Euro zone leaders to hold crisis talks on Cyprus
Finance ministers of 17 countries to meet on Sunday as Cypriot MPs close in on deal
Finance ministers of the 17-nation euro zone will hold talks on Sunday on the bailout crisis in Cyprus.
The meeting has been scheduled as Cypriot leaders said they were closing in on a deal to raise billions of euros demanded by the Eu ropean Union in return for a bailout to avert a financial meltdown.
MPs are due to vote this evening on a raft of new measures they hope will qualify the country for a bailout package and avoid financial ruin next week.
Cyprus needs to find a way to raise the €5.8 billion to qualify for €10 billion in rescue loans from other euro zone countries and the International Monetary Fund.
The plan needs approval from euro zone and IMF and that remained elusive. Euro zone officials said they had not seen all the details and would have to discuss whatever final plan Cyprus presents.
“The next few hours will determine the future of this country,” said government spokesman Christos Stylianides.
Cyprus has had to come up with the new plan after lawmakers rejected a scheme that would have seized up to 10 per cent of people’s bank deposits.
The country needs to have the plan in place by Monday, when the Europe an Central Bank has said it will cut off emergency support to the banks. That could trigger their collapse and devastate the economy, potentially pushing the country to leave the 17-country euro currency union.
“We are trying very hard,” Averof Neophytou, deputy leader of the ruling Democratic Rally party, told reporters on the progress of talks. “We may have a result this day.”
Speaking at a meeting of the EU’s 27 foreign ministers in Dublin today, Tánaiste Eamon Gilmore called on Europe to show solidarity to Cyprus.
“Irish people have sympathy for the situation in Cyprus and certainly we identify,” he said.
Greece's Piraeus Bank was chosen earlier today to take over the Greek branches of Cypriot lenders, in a deal that helps shield Greek banks from the island's crisis and allows Cyprus to shrink its bloated banking sector.
The deal, announced by Greece's bank bailout fund, is subject to approval by European competition authorities.
The fund did not provide further details but officials said Piraeus, Greece's No.3 bank, beat out Alpha Bank in the race for the Greek units of the two biggest Cypriot lenders - Bank of Cyprus and Cyprus Popular Bank.
The two countries earlier announced the units would be sold to a Greek lender as cash-strapped Cyprus scrambles to strike a bailout deal to avert a collapse of its financial system.
Worried the crisis could trigger panic among Greek savers, Greek officials had been trying to agree a deal since early this week but were forced to put the plans on hold after Cyprus voted down an unpopular bank levy included in its bailout agreement.
"It'll be good because it will ring fence the Greek banking system," a senior Greek official said on the Greek-Cypriot deal, which fulfills one of the terms of a euro zone bailout deal voted down by the Cypriot parliament earlier this week because of an unpopular levy on banking deposits.
Cyprus said the deal included the "most favourable terms under the present circumstances" for the island nation.
Russia rebuffed Cypriot entreaties for aid today, leaving the island's increasingly isolated leaders scrambling to strike a bailout deal with the Eu ropean Union by next week or face the collapse of its financial system.

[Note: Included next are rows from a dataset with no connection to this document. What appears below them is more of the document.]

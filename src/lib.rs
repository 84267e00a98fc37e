//! Life Engine - Conway's Game of Life in WASM
//!
//! Architecture:
//! - core/        - Logging macros
//! - domain/      - B3/S23 rule, patterns, config
//! - grid/        - Bounded cell storage
//! - simulation/  - Generation stepping and the JS facade
//! - render/      - Pixel buffer for the canvas

// Log macros must be declared first so later modules see them
#[macro_use]
pub mod core;
pub mod domain;
pub mod grid;
pub mod render;
pub mod simulation;

use wasm_bindgen::prelude::*;

// Better error messages in debug mode
#[cfg(feature = "console_error_panic_hook")]
pub fn set_panic_hook() {
    console_error_panic_hook::set_once();
}

/// Initialize the engine
#[wasm_bindgen]
pub fn init() {
    #[cfg(feature = "console_error_panic_hook")]
    set_panic_hook();

    console_log!("Life WASM Engine {} initialized", env!("CARGO_PKG_VERSION"));
}

/// Get engine version
#[wasm_bindgen]
pub fn version() -> String {
    env!("CARGO_PKG_VERSION").to_string()
}

/// Names accepted by `GameOfLife::insert_pattern`
#[wasm_bindgen]
pub fn pattern_names() -> Vec<String> {
    domain::patterns::pattern_names()
        .into_iter()
        .map(str::to_string)
        .collect()
}

// Re-export main types
pub use domain::config::{ColorScheme, EngineConfig, GridSize, SchemeColors, Settings};
pub use domain::patterns::{Pattern, PatternKind};
pub use grid::Grid;
pub use render::Renderer;
pub use simulation::{GameOfLife, PerfStats, Simulation};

Russia’s prime minister Dmitry Medvedev said Moscow will help Cyprus out financially only if its new money-raising measures get the backing of the EU.
Wealthy Russians have billions of euros at stake in Cyprus's outsized and now crippled banking sector. But Mr Siluanov said Russian investors were not interested in Cypriot gas and that the talks had ended without result.
MPs will vote this evening on measures proposed by the government including a "solidarity fund" bundling state assets, including future gas revenues and nationalised pension funds, as the basis for an emergency bond issue and likened by JP Morgan to "a national fire sale".
They are also considering a bank restructuring bill that officials said would see the country's second largest lender, Cyprus Popular Bank, split into good and bad assets, and a government call for the power to impose capital controls to stem a flood of funds leaving the island when banks reopen on Tuesday after a week-long shutdown. There was no silver bullet, however, and Cyprus's partners in the 17-nation currency bloc were growing increasingly unimpressed.
"I still believe we will get a settlement, but Cyprus is playing with fire," Volker Kauder, a leading conservative ally of German chancellor Angela Merkel, told public television ARD.
Dr Merkel told German politicians that nationalisation of pension funds was unacceptable as a way to plug a hole in finances and clinch the bailout, parliamentary sources said. They quoted the chancellor as saying debt sustainability and bank restructuring would have to be the core of any deal, which she called a matter of "credibility".